There are also signs that asset allocators are starting to prefer European equities to US stocks, as concerns over the fiscal cliff continue to outweigh worries about the eurozone debt crisis.
December’s BofA ML Global Fund Manager Survey found a net 40% of fund managers expect the global economy to strengthen over the coming year. This is a six percentage point increase on November and double the reading from two months ago, taking the indicator to a 22-month high.
Emerging markets are the preferred region for those surveyed in the research. A net 38% of asset allocators are now overweight emerging markets, which is double the number reporting this at the end of the third quarter.
Fund manager optimism about the Chinese economy has advanced to the highest level recorded by the survey, with a 67% expecting it to strengthen in the coming 12 months. This has risen from just over half in October.

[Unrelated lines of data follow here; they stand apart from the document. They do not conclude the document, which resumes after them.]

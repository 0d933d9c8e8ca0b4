//! Tabs configuration
//!
//! Declarative props of one tabs widget. Every field has a default, so a
//! partial JSON object is a valid configuration.

use serde::{Deserialize, Serialize};
use std::path::Path;

use tabset_presentation::{PresentationProps, DEFAULT_MOBILE_BREAKPOINT};
use tabset_tabs::{Key, VNode};

use crate::error::CoreError;
use crate::Result;

pub const DEFAULT_PREFIX_CLS: &str = "tabset";

#[derive(Debug, Clone, PartialEq, Serialize, Deserialize)]
#[serde(rename_all = "camelCase", default)]
pub struct TabsConfig {
    /// Controlled active key
    pub active_key: Option<Key>,
    /// Initial active key when uncontrolled
    pub default_active_key: Option<Key>,
    /// Accessibility id; generated when unset
    pub id: Option<String>,
    /// Prefix for generated ids and class names
    pub prefix_cls: String,
    /// Animation, position, direction, size and variant
    #[serde(flatten)]
    pub presentation: PresentationProps,
    /// Center the tab headers
    pub centered: bool,
    /// Hide the add button of the editable variant
    pub hide_add: bool,
    /// Gap between tab headers, in pixels
    pub tab_bar_gutter: Option<u32>,
    /// Drop pane content whenever a pane becomes inactive
    pub destroy_inactive_tab_pane: bool,
    /// Accessible labels
    pub locale: TabsLocale,
    /// Viewport width below which the widget switches to its mobile layout
    pub mobile_breakpoint: u32,
}

impl Default for TabsConfig {
    fn default() -> Self {
        Self {
            active_key: None,
            default_active_key: None,
            id: None,
            prefix_cls: DEFAULT_PREFIX_CLS.to_string(),
            presentation: PresentationProps::default(),
            centered: false,
            hide_add: false,
            tab_bar_gutter: None,
            destroy_inactive_tab_pane: false,
            locale: TabsLocale::default(),
            mobile_breakpoint: DEFAULT_MOBILE_BREAKPOINT,
        }
    }
}

impl TabsConfig {
    pub fn from_json_str(json: &str) -> Result<Self> {
        Ok(serde_json::from_str(json)?)
    }

    pub fn from_path(path: &Path) -> Result<Self> {
        let json = std::fs::read_to_string(path)
            .map_err(|e| CoreError::Config(format!("{}: {}", path.display(), e)))?;
        Self::from_json_str(&json)
    }

    pub fn is_controlled(&self) -> bool {
        self.active_key.is_some()
    }
}

#[derive(Debug, Clone, PartialEq, Eq, Serialize, Deserialize)]
#[serde(rename_all = "camelCase", default)]
pub struct TabsLocale {
    pub dropdown_aria_label: String,
    pub remove_aria_label: String,
    pub add_aria_label: String,
}

impl Default for TabsLocale {
    fn default() -> Self {
        Self {
            dropdown_aria_label: "expanded dropdown".to_string(),
            remove_aria_label: "remove".to_string(),
            add_aria_label: "Add tab".to_string(),
        }
    }
}

/// Content injected next to the tab headers
#[derive(Debug, Clone, PartialEq, Serialize, Deserialize)]
#[serde(rename_all = "lowercase")]
pub enum ExtraContent {
    /// Placed after the headers
    Single(Vec<VNode>),
    /// Placed before and after the headers
    Sides {
        #[serde(default)]
        left: Option<Vec<VNode>>,
        #[serde(default)]
        right: Option<Vec<VNode>>,
    },
}

/// Slot content supplied by the owner
#[derive(Debug, Clone, Default, PartialEq, Serialize, Deserialize)]
#[serde(rename_all = "camelCase", default)]
pub struct TabsSlots {
    pub add_icon: Option<Vec<VNode>>,
    pub remove_icon: Option<Vec<VNode>>,
    pub more_icon: Option<Vec<VNode>>,
    pub tab_bar_extra_content: Option<ExtraContent>,
}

Michael Hartnett, chief investment strategist at BofA Merrill Lynch Global Research, said: “The bulls are back in China, while policymakers elsewhere put bears onto the back foot. If the bulls are to claim a decisive victory, we need hard evidence that the economy is reaccelerating.”
The overweight to US equities dropped from a net 11% to 5% over the opening weeks of December as investors stayed cautious until there was more clarity about the fiscal cliff. The overweight to eurozone equities, on the other hand, moved from a net 1% to 7%.
Some 47% of respondents cited the US fiscal cliff as their biggest tail risk during December’s survey, down from 54% in November. Just 22% are worried by the eurozone debt crisis, falling from 25% last month.
The BofA ML Global Fund Manager Survey was carried out between 7 and 13 December and surveyed 193 participants with combined assets under management of $503bn.